Des mécanismes diégétiques sophistiqués, une corporalité parfois effacée
La complicité qu’Ancora Tu suscite entre le public et Nuno Nolasco n’est pas la seule proposition inédite qu’on y repère. En parallèle, il y a une autre dynamique tout aussi intéressante qui se crée, de manière plus subtile, entre les spectateurs mêmes, puisque chaque choix d’une personne dans la salle entraîne une expression affective point anodine chez une autre. En fait, nous espérons tous que les spectateurs sélectionnés s’arrêteront sur les mots inscrits sur le tableau noir autour desquels nous avons nous-mêmes fantasmé.

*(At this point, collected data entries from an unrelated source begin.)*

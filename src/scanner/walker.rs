//! Directory enumeration for the command-line driver.
//!
//! # Overview
//!
//! The engine only ever receives an already-expanded list of paths. This
//! module produces that list for the `dupfind` binary: it walks a root
//! directory with [`jwalk`] and yields absolute paths of regular files.
//! Directory read errors are yielded as [`WalkError`] values rather than
//! stopping iteration.
//!
//! # Example
//!
//! ```no_run
//! use dupfind::scanner::{Walker, WalkerConfig};
//! use std::path::Path;
//!
//! let walker = Walker::new(Path::new("/home/user/Downloads"), WalkerConfig::default());
//! let (paths, errors) = walker.collect();
//! println!("{} files, {} errors", paths.len(), errors.len());
//! ```

use std::path::{Path, PathBuf};
use std::sync::atomic::{AtomicBool, Ordering};
use std::sync::Arc;

use jwalk::WalkDir;

/// Configuration for directory walking.
#[derive(Debug, Clone, Default)]
pub struct WalkerConfig {
    /// Follow symbolic links during traversal.
    /// Warning: May cause infinite loops with symlink cycles.
    pub follow_symlinks: bool,

    /// Skip hidden files and directories (names starting with `.`).
    pub skip_hidden: bool,
}

/// Errors that can occur while enumerating a directory tree.
#[derive(thiserror::Error, Debug)]
pub enum WalkError {
    /// The root path was not found.
    #[error("Path not found: {0}")]
    NotFound(PathBuf),

    /// The root path is not a directory.
    #[error("Not a directory: {0}")]
    NotADirectory(PathBuf),

    /// A directory or entry could not be read.
    #[error("Failed to read {path}: {message}")]
    Entry {
        /// Path that failed
        path: PathBuf,
        /// Description from the walker
        message: String,
    },
}

/// Recursive file enumerator.
#[derive(Debug)]
pub struct Walker {
    root: PathBuf,
    config: WalkerConfig,
    shutdown_flag: Option<Arc<AtomicBool>>,
}

impl Walker {
    /// Create a new walker for the given root directory.
    ///
    /// Relative roots are resolved against the current directory so every
    /// yielded path is absolute.
    #[must_use]
    pub fn new(path: &Path, config: WalkerConfig) -> Self {
        let root = std::path::absolute(path).unwrap_or_else(|_| path.to_path_buf());
        Self {
            root,
            config,
            shutdown_flag: None,
        }
    }

    /// Set the shutdown flag for graceful termination.
    #[must_use]
    pub fn with_shutdown_flag(mut self, flag: Arc<AtomicBool>) -> Self {
        self.shutdown_flag = Some(flag);
        self
    }

    fn is_shutdown_requested(&self) -> bool {
        self.shutdown_flag
            .as_ref()
            .is_some_and(|f| f.load(Ordering::SeqCst))
    }

    /// The absolute root being walked.
    #[must_use]
    pub fn root(&self) -> &Path {
        &self.root
    }

    /// Check that the root exists and is a directory.
    ///
    /// # Errors
    ///
    /// Returns [`WalkError::NotFound`] or [`WalkError::NotADirectory`].
    pub fn validate(&self) -> Result<(), WalkError> {
        if !self.root.exists() {
            return Err(WalkError::NotFound(self.root.clone()));
        }
        if !self.root.is_dir() {
            return Err(WalkError::NotADirectory(self.root.clone()));
        }
        Ok(())
    }

    /// Walk the tree, yielding file paths in sorted directory order.
    pub fn walk(&self) -> impl Iterator<Item = Result<PathBuf, WalkError>> + '_ {
        let walk_dir = WalkDir::new(&self.root)
            .follow_links(self.config.follow_symlinks)
            .skip_hidden(self.config.skip_hidden)
            .sort(true);

        walk_dir.into_iter().filter_map(move |entry_result| {
            if self.is_shutdown_requested() {
                log::debug!("Walker: Shutdown requested, stopping iteration");
                return None;
            }

            match entry_result {
                Ok(entry) => {
                    let file_type = entry.file_type();
                    if file_type.is_dir() {
                        return None;
                    }

                    let path = entry.path();
                    if file_type.is_symlink() && !self.config.follow_symlinks {
                        log::trace!("Skipping symlink: {}", path.display());
                        return None;
                    }

                    Some(Ok(path))
                }
                Err(e) => {
                    let path = e
                        .path()
                        .map_or_else(|| self.root.clone(), Path::to_path_buf);
                    log::warn!("Failed to read {}: {}", path.display(), e);
                    Some(Err(WalkError::Entry {
                        path,
                        message: e.to_string(),
                    }))
                }
            }
        })
    }

    /// Walk the tree and split the results into paths and errors.
    #[must_use]
    pub fn collect(&self) -> (Vec<PathBuf>, Vec<WalkError>) {
        let mut paths = Vec::new();
        let mut errors = Vec::new();
        for result in self.walk() {
            match result {
                Ok(path) => paths.push(path),
                Err(e) => errors.push(e),
            }
        }
        log::debug!(
            "Enumerated {} files under {} ({} errors)",
            paths.len(),
            self.root.display(),
            errors.len()
        );
        (paths, errors)
    }
}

Lorsque ce n’est pas le cas, surgit la frustration du vide, d’un monde inconnu qui nous échappera à jamais, pendant que des témoins plus chanceux pourront peut-être découvrir l’histoire manquée lors d’une future représentation… La négation de l’agentivité dont les membres du public sont initialement investis fonctionne aussi comme remède contre les frustrations et les déceptions des participant.e.s : finalement, personne ne s’en sort gagnant et en même temps nous sommes tous mieux « servis » que si le performeur avait cédé à nos désirs.
Ancora Tu brille par sa capacité à mobiliser un nombre important de dispositifs diégétiques, en réalité beaucoup plus sophistiqués que Nuno Nolasco ne les fait paraître grâce à l’apparente légèreté qui domine son jeu. Un réseau complexe de codes fictionnels est activé pour dire une histoire au fond banale, voire sordide : celle d’un couple uni, entre autres, par l’amour du théâtre pour finir par se déchirer. Sans tomber dans les pièges d’un postmodernisme trop dense et labyrinthique, la performance de Salvatore Calcagno s’écarte en même temps de tout sentimentalisme, mais aussi de toute tentative plus poussée d’incarnation. Démarche qui ne profite pas pleinement au spectacle, car au-delà des jeux des postures et des identités, la proposition aurait pu gagner en profondeur si les auteurs avaient osé imprégner les corps et les objets d’encore plus de sensualité : que reste-t-il au-delà de ces fins engrenages dramaturgiques ? Heureusement, le charme espiègle et la capacité du comédien portugais à être présent parvient à infuser une certaine vitalité là où on aurait pu rester ancrés uniquement dans une expérimentation intéressante.
Innovateur et subtile, léger sans être facile, Ancora Tu réussit l’exploit de proposer des rapports inédits entre le performeur-« manipulateur » et le public invité à coparticiper dans la mesure où cela peut lui procurer un certain plaisir, sans être gêné par les pièges de l’interactivité. Prince charmant, enfant gâté ou juste un homme blessé et abandonné, Nuno Nolasco ne cède ni aux injonctions des spectateurs ni au trajet dramaturgique que Salvatore Calcagno lui avait façonné en amont, se sauvant toujours à travers les souvenirs morcelés d’une intimité perdue.
Du 28 novembre au 7 décembre 2024
À l’Athénée Théâtre Louis-Jouvet, dans le cadre de la saison Jeune Création de la Salle Christian-Bérard, en partenariat avec Prémisses.